I came across a social media post today on an issue that I've heard people raise serious concerns about before, and which once again speaks to philosophers' problematic citation practices (for more, see here, here, here, and here). Although it's not my place to share who told the story or who the story involves, the general story is (in my experience) a disturbingly familiar one:
- Philosopher A defends an argument X in year Y.
- A much more famous philosopher B defends a similar argument several years later.
- Other philosophers routinely cite B's work, and refer to argument X as "Philosopher B's argument."

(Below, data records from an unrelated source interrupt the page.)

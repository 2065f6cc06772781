//! Scenario reports
//!
//! A [`ReportBuilder`] is fed while steps execute; [`ReportBuilder::finish`]
//! consumes it and yields the immutable [`Report`].

use chrono::{DateTime, Utc};
use serde::{Deserialize, Serialize};
use sha2::{Digest, Sha256};
use std::fmt;
use std::path::{Path, PathBuf};
use std::time::Instant;
use tracing::info;

use crate::error::{E2eResult, StepError};

/// Final verdict of a scenario
#[derive(Debug, Clone, Copy, PartialEq, Eq, Serialize, Deserialize)]
#[serde(rename_all = "snake_case")]
pub enum ScenarioStatus {
    Passed,
    Failed,
    Errored,
    Timeout,
}

impl ScenarioStatus {
    /// Status a scenario ends in when a step fails with `error`.
    pub fn for_step_error(error: &StepError) -> Self {
        match error {
            StepError::Timeout { .. } => ScenarioStatus::Timeout,
            StepError::Unexpected(_) => ScenarioStatus::Errored,
            _ => ScenarioStatus::Failed,
        }
    }

    fn severity(self) -> u8 {
        match self {
            ScenarioStatus::Passed => 0,
            ScenarioStatus::Failed => 1,
            ScenarioStatus::Timeout => 2,
            ScenarioStatus::Errored => 3,
        }
    }
}

impl fmt::Display for ScenarioStatus {
    fn fmt(&self, f: &mut fmt::Formatter<'_>) -> fmt::Result {
        match self {
            ScenarioStatus::Passed => write!(f, "passed"),
            ScenarioStatus::Failed => write!(f, "failed"),
            ScenarioStatus::Errored => write!(f, "errored"),
            ScenarioStatus::Timeout => write!(f, "timeout"),
        }
    }
}

/// Result of executing one step
#[derive(Debug, Clone, Serialize, Deserialize)]
pub struct StepOutcome {
    pub index: usize,
    pub step_name: String,
    pub success: bool,
    pub duration_ms: u64,
    #[serde(skip_serializing_if = "Option::is_none")]
    pub error_kind: Option<String>,
    #[serde(skip_serializing_if = "Option::is_none")]
    pub error: Option<String>,
    #[serde(skip_serializing_if = "Option::is_none")]
    pub screenshot_path: Option<PathBuf>,
    /// Native dialogs accepted while the step ran
    #[serde(default, skip_serializing_if = "Vec::is_empty")]
    pub dialogs: Vec<String>,
}

#[derive(Debug, Clone, Copy, PartialEq, Eq, Serialize, Deserialize)]
#[serde(rename_all = "snake_case")]
pub enum ArtifactKind {
    /// Requested by a screenshot step
    Screenshot,
    /// Captured automatically after a failure
    Diagnostic,
}

#[derive(Debug, Clone, Serialize, Deserialize)]
pub struct Artifact {
    pub kind: ArtifactKind,
    pub path: PathBuf,
    /// Hex SHA-256 of the file, when it could be read back
    #[serde(skip_serializing_if = "Option::is_none")]
    pub sha256: Option<String>,
}

impl Artifact {
    pub fn from_file(kind: ArtifactKind, path: PathBuf) -> Self {
        let sha256 = std::fs::read(&path)
            .ok()
            .map(|bytes| hex::encode(Sha256::digest(&bytes)));
        Self { kind, path, sha256 }
    }
}

/// Recorded outcome of one scenario
#[derive(Debug, Clone, Serialize, Deserialize)]
pub struct Report {
    pub scenario: String,
    pub status: ScenarioStatus,
    pub started_at: DateTime<Utc>,
    pub duration_ms: u64,
    pub steps: Vec<StepOutcome>,
    /// Index of the first failing step
    #[serde(skip_serializing_if = "Option::is_none")]
    pub failing_step: Option<usize>,
    #[serde(skip_serializing_if = "Option::is_none")]
    pub error: Option<String>,
    pub artifacts: Vec<Artifact>,
}

impl Report {
    pub fn passed(&self) -> bool {
        self.status == ScenarioStatus::Passed
    }

    pub fn artifact_paths(&self) -> impl Iterator<Item = &Path> {
        self.artifacts.iter().map(|a| a.path.as_path())
    }

    /// One-line human-readable summary
    pub fn summary_line(&self) -> String {
        let mut line = format!(
            "[{}] {} ({} steps, {} ms)",
            self.status,
            self.scenario,
            self.steps.len(),
            self.duration_ms
        );
        if let Some(index) = self.failing_step {
            line.push_str(&format!(" step {}", index));
        }
        if let Some(error) = &self.error {
            line.push_str(&format!(": {}", error));
        }
        for artifact in self.artifacts.iter().filter(|a| a.kind == ArtifactKind::Diagnostic) {
            line.push_str(&format!(" [{}]", artifact.path.display()));
        }
        line
    }
}

/// Accumulates a report while a scenario runs.
#[derive(Debug)]
pub struct ReportBuilder {
    scenario: String,
    started_at: DateTime<Utc>,
    start: Instant,
    status: ScenarioStatus,
    steps: Vec<StepOutcome>,
    failing_step: Option<usize>,
    error: Option<String>,
    artifacts: Vec<Artifact>,
}

impl ReportBuilder {
    pub fn new(scenario: &str) -> Self {
        Self {
            scenario: scenario.to_string(),
            started_at: Utc::now(),
            start: Instant::now(),
            status: ScenarioStatus::Passed,
            steps: Vec::new(),
            failing_step: None,
            error: None,
            artifacts: Vec::new(),
        }
    }

    pub fn record_success(&mut self, index: usize, step_name: String, duration_ms: u64, screenshot: Option<PathBuf>) {
        if let Some(path) = &screenshot {
            self.artifacts
                .push(Artifact::from_file(ArtifactKind::Screenshot, path.clone()));
        }
        self.steps.push(StepOutcome {
            index,
            step_name,
            success: true,
            duration_ms,
            error_kind: None,
            error: None,
            screenshot_path: screenshot,
            dialogs: Vec::new(),
        });
    }

    pub fn record_failure(&mut self, index: usize, step_name: String, duration_ms: u64, error: &StepError) {
        self.steps.push(StepOutcome {
            index,
            step_name,
            success: false,
            duration_ms,
            error_kind: Some(error.kind().to_string()),
            error: Some(error.to_string()),
            screenshot_path: None,
            dialogs: Vec::new(),
        });
        if self.failing_step.is_none() {
            self.failing_step = Some(index);
            self.error = Some(error.to_string());
        }
        self.escalate(ScenarioStatus::for_step_error(error));
    }

    /// Attach accepted dialog messages to the last recorded step.
    pub fn record_dialogs(&mut self, messages: Vec<String>) {
        if let Some(step) = self.steps.last_mut() {
            step.dialogs.extend(messages);
        }
    }

    /// Failure not tied to a step (setup, deadline, terminal expectation).
    pub fn fail(&mut self, status: ScenarioStatus, error: impl Into<String>) {
        if self.error.is_none() {
            self.error = Some(error.into());
        }
        self.escalate(status);
    }

    pub fn add_diagnostic(&mut self, path: PathBuf) {
        self.artifacts
            .push(Artifact::from_file(ArtifactKind::Diagnostic, path));
    }

    pub fn status(&self) -> ScenarioStatus {
        self.status
    }

    fn escalate(&mut self, status: ScenarioStatus) {
        if status.severity() > self.status.severity() {
            self.status = status;
        }
    }

    pub fn finish(self) -> Report {
        Report {
            scenario: self.scenario,
            status: self.status,
            started_at: self.started_at,
            duration_ms: self.start.elapsed().as_millis() as u64,
            steps: self.steps,
            failing_step: self.failing_step,
            error: self.error,
            artifacts: self.artifacts,
        }
    }
}

/// Result of running a list of scenarios
#[derive(Debug, Clone, Serialize, Deserialize)]
pub struct SuiteReport {
    pub total: usize,
    pub passed: usize,
    pub failed: usize,
    pub errored: usize,
    pub timed_out: usize,
    pub duration_ms: u64,
    pub reports: Vec<Report>,
}

impl SuiteReport {
    pub fn new(reports: Vec<Report>, duration_ms: u64) -> Self {
        let count = |status| reports.iter().filter(|r| r.status == status).count();
        Self {
            total: reports.len(),
            passed: count(ScenarioStatus::Passed),
            failed: count(ScenarioStatus::Failed),
            errored: count(ScenarioStatus::Errored),
            timed_out: count(ScenarioStatus::Timeout),
            duration_ms,
            reports,
        }
    }

    /// True iff every scenario passed
    pub fn all_passed(&self) -> bool {
        self.passed == self.total
    }

    /// Process exit code: 0 iff every scenario passed
    pub fn exit_code(&self) -> i32 {
        if self.all_passed() {
            0
        } else {
            1
        }
    }

    /// Write results to `<out_dir>/results.json`
    pub fn write(&self, out_dir: &Path) -> E2eResult<PathBuf> {
        std::fs::create_dir_all(out_dir)?;

        let path = out_dir.join("results.json");
        let json = serde_json::to_string_pretty(self)?;
        std::fs::write(&path, json)?;

        info!("Results written to: {}", path.display());
        Ok(path)
    }
}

In other words, the first person who came up with the argument is not given credit for it in the literature, but instead the credit is given to a more famous philosopher who also came up with the argument later. In the present case, I might add that philosopher A was a junior woman in the profession (and published argument X in a very highly-ranked journal), whereas Philosopher B is a senior male in the profession--both of which seem to me quite relevant given recent discussions of citation data. In the present case, Philosopher A not receiving due credit for the idea cannot even be chalked up to A publishing the argument in an obscure journal (which, for the record, I think is a poor excuse to not give someone credit). No, Philosopher A published the argument in a top-ranked journal and yet has still been systematically deprived of credit for the argument.
Unfortunately, although this is only my impression, from stories that I have heard from a variety of different people this sort of thing--a person publishing an original argument or theory not getting due credit in the literature--does not appear uncommon at all. In fact, it appears to happen quite a lot. I've just heard too many stories of it happening, and indeed, have personally encountered something similar recently.
Although this isn't merely a problem in philosophy--the sciences also have a sordid history of some people being deprived of due credit (e.g. Charles Darwin getting all the credit for the theory of evolution when Alfred Russel Wallace published on it first, Rosalind Franklin getting cheated out of credit for discovering the DNA double-helix, etc)--it clearly does seem to be a problem in philosophy, and a problem that something should be done about. But what? What can we do? What should we do?